The company’s Revita system and its ability to reset the metabolism of the small intestine had been studied for years in people with Type 2 diabetes, showing improvements in insulin resistance and blood sugar levels.
However, in January, Fractyl announced layoffs and a pause on investments in those clinical studies—with a switch to pitching its approach as a potential “off-ramp” for those looking to stop taking GLP-1s.
Now, in what it describes as a readout from the “midpoint cohort” of its REMAIN-1 randomized study, Fractyl said that Revita-treated patients lost an additional 2.5% of their body weight in the three months after their last dose of Eli Lilly’s Zepbound (tirzepatide). Participants in the control group, meanwhile, regained 10% of their total weight.
The cohort included 45 people with obesity who had achieved at least 15% weight loss with Zepbound. The company said this group is designed to mirror a separate, planned “pivotal cohort,” and provide an initial validation of the study’s endpoints and design.
“These results are a defining milestone for Fractyl and the obesity community,” CEO Harith Rajagopalan said in a statement. “This is a compelling demonstration that targeting the gut may provide a remarkable and clinically significant improvement in obesity.”
“Patients want durable weight loss without the need for chronic medical therapy,” Rajagopalan added. “The Revita clinical profile in this study suggests we have the potential to create a new standard of care in obesity with a disease-modifying intervention that allows us to progress from chasing weight loss to sustaining health with a durable metabolic reset.”
The study also showed no serious complications from the Revita resurfacing procedure, with its heated, water-filled balloon that strips down the inner mucosal walls of the duodenum, which can thicken from years of dietary fats, sugars and other foods.

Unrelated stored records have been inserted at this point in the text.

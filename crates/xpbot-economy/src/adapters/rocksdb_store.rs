//! # RocksDB Storage Adapter
//!
//! Production `KeyValueStore` for deployments whose ledger outgrows the
//! file-backed store. Uses `WriteBatch` for the atomic batch path and
//! write-ahead logging with fsync for durability.
//!
//! `fetch_update` is atomic here because the service serializes mutations
//! (`&mut self`) and this process holds the database exclusively - RocksDB
//! itself enforces single-process access via its LOCK file.

use crate::domain::errors::KvStoreError;
use crate::ports::outbound::{BatchOperation, KeyValueStore};
use rocksdb::{Direction, IteratorMode, Options, WriteBatch, WriteOptions, DB};
use std::path::Path;

/// RocksDB-backed key-value store.
pub struct RocksDbStore {
    db: DB,
    sync_writes: bool,
}

impl RocksDbStore {
    /// Open (or create) a database at the given path.
    pub fn open<P: AsRef<Path>>(path: P) -> Result<Self, KvStoreError> {
        let mut options = Options::default();
        options.create_if_missing(true);
        let db = DB::open(&options, path).map_err(|e| KvStoreError::Io {
            message: e.to_string(),
        })?;
        Ok(Self {
            db,
            sync_writes: true,
        })
    }

    /// Disable fsync-per-write (faster, loses the last writes on a crash).
    pub fn with_sync_writes(mut self, sync: bool) -> Self {
        self.sync_writes = sync;
        self
    }

    fn write_options(&self) -> WriteOptions {
        let mut opts = WriteOptions::default();
        opts.set_sync(self.sync_writes);
        opts
    }

    fn io_err(e: rocksdb::Error) -> KvStoreError {
        KvStoreError::Io {
            message: e.to_string(),
        }
    }
}

impl KeyValueStore for RocksDbStore {
    fn get(&self, key: &[u8]) -> Result<Option<Vec<u8>>, KvStoreError> {
        self.db.get(key).map_err(Self::io_err)
    }

    fn put(&mut self, key: &[u8], value: &[u8]) -> Result<(), KvStoreError> {
        self.db
            .put_opt(key, value, &self.write_options())
            .map_err(Self::io_err)
    }

    fn delete(&mut self, key: &[u8]) -> Result<(), KvStoreError> {
        self.db
            .delete_opt(key, &self.write_options())
            .map_err(Self::io_err)
    }

    fn exists(&self, key: &[u8]) -> Result<bool, KvStoreError> {
        Ok(self.get(key)?.is_some())
    }

    fn prefix_scan(&self, prefix: &[u8]) -> Result<Vec<(Vec<u8>, Vec<u8>)>, KvStoreError> {
        let mut results = Vec::new();
        let iter = self
            .db
            .iterator(IteratorMode::From(prefix, Direction::Forward));
        for item in iter {
            let (key, value) = item.map_err(Self::io_err)?;
            if !key.starts_with(prefix) {
                break;
            }
            results.push((key.to_vec(), value.to_vec()));
        }
        Ok(results)
    }

    fn atomic_batch_write(&mut self, operations: Vec<BatchOperation>) -> Result<(), KvStoreError> {
        let mut batch = WriteBatch::default();
        for op in operations {
            match op {
                BatchOperation::Put { key, value } => batch.put(key, value),
                BatchOperation::Delete { key } => batch.delete(key),
            }
        }
        self.db
            .write_opt(batch, &self.write_options())
            .map_err(Self::io_err)
    }

    fn fetch_update(
        &mut self,
        key: &[u8],
        f: &mut dyn FnMut(Option<&[u8]>) -> Option<Vec<u8>>,
    ) -> Result<Option<Vec<u8>>, KvStoreError> {
        let current = self.db.get(key).map_err(Self::io_err)?;
        match f(current.as_deref()) {
            Some(new_value) => {
                self.db
                    .put_opt(key, &new_value, &self.write_options())
                    .map_err(Self::io_err)?;
                Ok(Some(new_value))
            }
            None => Ok(None),
        }
    }
}
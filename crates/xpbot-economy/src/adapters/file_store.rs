//! # File-Backed Store
//!
//! Durable `KeyValueStore` for deployments that do not want a RocksDB
//! build: the whole ledger is held in memory and flushed to a single
//! binary file through an atomic temp-file rename on every mutation. The
//! ledger of a single chat community is small enough that rewriting it per
//! mutation is cheaper than a real storage engine.

use crate::domain::errors::KvStoreError;
use crate::ports::outbound::{BatchOperation, KeyValueStore};
use std::collections::BTreeMap;
use std::io::{Read, Write};
use std::path::{Path, PathBuf};

/// File-backed key-value store.
///
/// Binary format: repeated `[key_len:u32le][key][value_len:u32le][value]`.
pub struct FileBackedKvStore {
    data: BTreeMap<Vec<u8>, Vec<u8>>,
    path: PathBuf,
}

impl FileBackedKvStore {
    /// Open (or create) a store at the given path.
    pub fn new<P: AsRef<Path>>(path: P) -> Self {
        let path = path.as_ref().to_path_buf();
        let data = Self::load_from_file(&path).unwrap_or_default();
        if data.is_empty() {
            tracing::info!("[economy] ledger file empty or not found: {}", path.display());
        } else {
            tracing::info!(
                "[economy] loaded {} row(s) from {}",
                data.len(),
                path.display()
            );
        }
        Self { data, path }
    }

    fn load_from_file(path: &Path) -> Option<BTreeMap<Vec<u8>, Vec<u8>>> {
        let mut file = std::fs::File::open(path).ok()?;
        let mut bytes = Vec::new();
        file.read_to_end(&mut bytes).ok()?;

        let mut data = BTreeMap::new();
        let mut cursor = 0;
        while cursor + 4 <= bytes.len() {
            let key_len = u32::from_le_bytes(bytes[cursor..cursor + 4].try_into().ok()?) as usize;
            cursor += 4;
            if cursor + key_len > bytes.len() {
                break;
            }
            let key = bytes[cursor..cursor + key_len].to_vec();
            cursor += key_len;

            if cursor + 4 > bytes.len() {
                break;
            }
            let value_len = u32::from_le_bytes(bytes[cursor..cursor + 4].try_into().ok()?) as usize;
            cursor += 4;
            if cursor + value_len > bytes.len() {
                break;
            }
            let value = bytes[cursor..cursor + value_len].to_vec();
            cursor += value_len;

            data.insert(key, value);
        }
        Some(data)
    }

    fn save_to_file(&self) -> Result<(), KvStoreError> {
        let io_err = |e: std::io::Error| KvStoreError::Io {
            message: e.to_string(),
        };

        if let Some(parent) = self.path.parent() {
            if !parent.as_os_str().is_empty() {
                std::fs::create_dir_all(parent).map_err(io_err)?;
            }
        }

        let mut bytes = Vec::new();
        for (key, value) in &self.data {
            bytes.extend_from_slice(&(key.len() as u32).to_le_bytes());
            bytes.extend_from_slice(key);
            bytes.extend_from_slice(&(value.len() as u32).to_le_bytes());
            bytes.extend_from_slice(value);
        }

        // Write atomically via temp file, so a crash mid-flush never
        // leaves a truncated ledger behind.
        let temp_path = self.path.with_extension("tmp");
        let mut file = std::fs::File::create(&temp_path).map_err(io_err)?;
        file.write_all(&bytes).map_err(io_err)?;
        file.sync_all().map_err(io_err)?;
        std::fs::rename(&temp_path, &self.path).map_err(io_err)?;
        Ok(())
    }
}

impl KeyValueStore for FileBackedKvStore {
    fn get(&self, key: &[u8]) -> Result<Option<Vec<u8>>, KvStoreError> {
        Ok(self.data.get(key).cloned())
    }

    fn put(&mut self, key: &[u8], value: &[u8]) -> Result<(), KvStoreError> {
        self.data.insert(key.to_vec(), value.to_vec());
        self.save_to_file()
    }

    fn delete(&mut self, key: &[u8]) -> Result<(), KvStoreError> {
        self.data.remove(key);
        self.save_to_file()
    }

    fn exists(&self, key: &[u8]) -> Result<bool, KvStoreError> {
        Ok(self.data.contains_key(key))
    }

    fn prefix_scan(&self, prefix: &[u8]) -> Result<Vec<(Vec<u8>, Vec<u8>)>, KvStoreError> {
        Ok(self
            .data
            .iter()
            .filter(|(k, _)| k.starts_with(prefix))
            .map(|(k, v)| (k.clone(), v.clone()))
            .collect())
    }

    fn atomic_batch_write(&mut self, operations: Vec<BatchOperation>) -> Result<(), KvStoreError> {
        for op in operations {
            match op {
                BatchOperation::Put { key, value } => {
                    self.data.insert(key, value);
                }
                BatchOperation::Delete { key } => {
                    self.data.remove(&key);
                }
            }
        }
        self.save_to_file()
    }

    fn fetch_update(
        &mut self,
        key: &[u8],
        f: &mut dyn FnMut(Option<&[u8]>) -> Option<Vec<u8>>,
    ) -> Result<Option<Vec<u8>>, KvStoreError> {
        let current = self.data.get(key).map(|v| v.as_slice());
        match f(current) {
            Some(new_value) => {
                self.data.insert(key.to_vec(), new_value.clone());
                self.save_to_file()?;
                Ok(Some(new_value))
            }
            None => Ok(None),
        }
    }
}
use thiserror::Error;

/// Errors that can occur when talking to a chat backend.
#[derive(Debug, Error)]
pub enum BackendError {
    /// The backend could not be reached at all.
    #[error("connection error: {0}")]
    Connection(String),
    /// The backend answered with a non-success status code.
    #[error("backend returned status {code}: {message}")]
    Status {
        /// Remote HTTP status code.
        code: u16,
        /// Body or reason phrase reported by the backend.
        message: String,
    },
    /// The backend answered, but the payload did not match the expected shape.
    #[error("response validation error: {0}")]
    ResponseValidation(String),
    /// The backend produced neither text nor tool calls.
    #[error("backend returned an empty response")]
    EmptyResponse,
    /// The conversation contains images and the backend cannot accept them.
    #[error("image inputs are not supported by `{0}`")]
    ImagesUnsupported(String),
    /// JSON serialization/deserialization errors.
    #[error("JSON error: {0}")]
    Json(#[from] serde_json::Error),
}

#[cfg(feature = "http-client")]
impl From<reqwest::Error> for BackendError {
    fn from(err: reqwest::Error) -> Self {
        BackendError::Connection(err.to_string())
    }
}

REMAIN-1’s midpoint cohort will continue gathering data, with six-month results expected in the first quarter of next year. Meanwhile, Fractyl said it has completed enrollment of the pivotal cohort and will randomize patients in early 2026, toward the goal of applying for FDA approval in the latter half of the year.
This month also saw Fractyl open a $60 million stock offering, with 60 million shares priced at $1 apiece, following its 2024 IPO.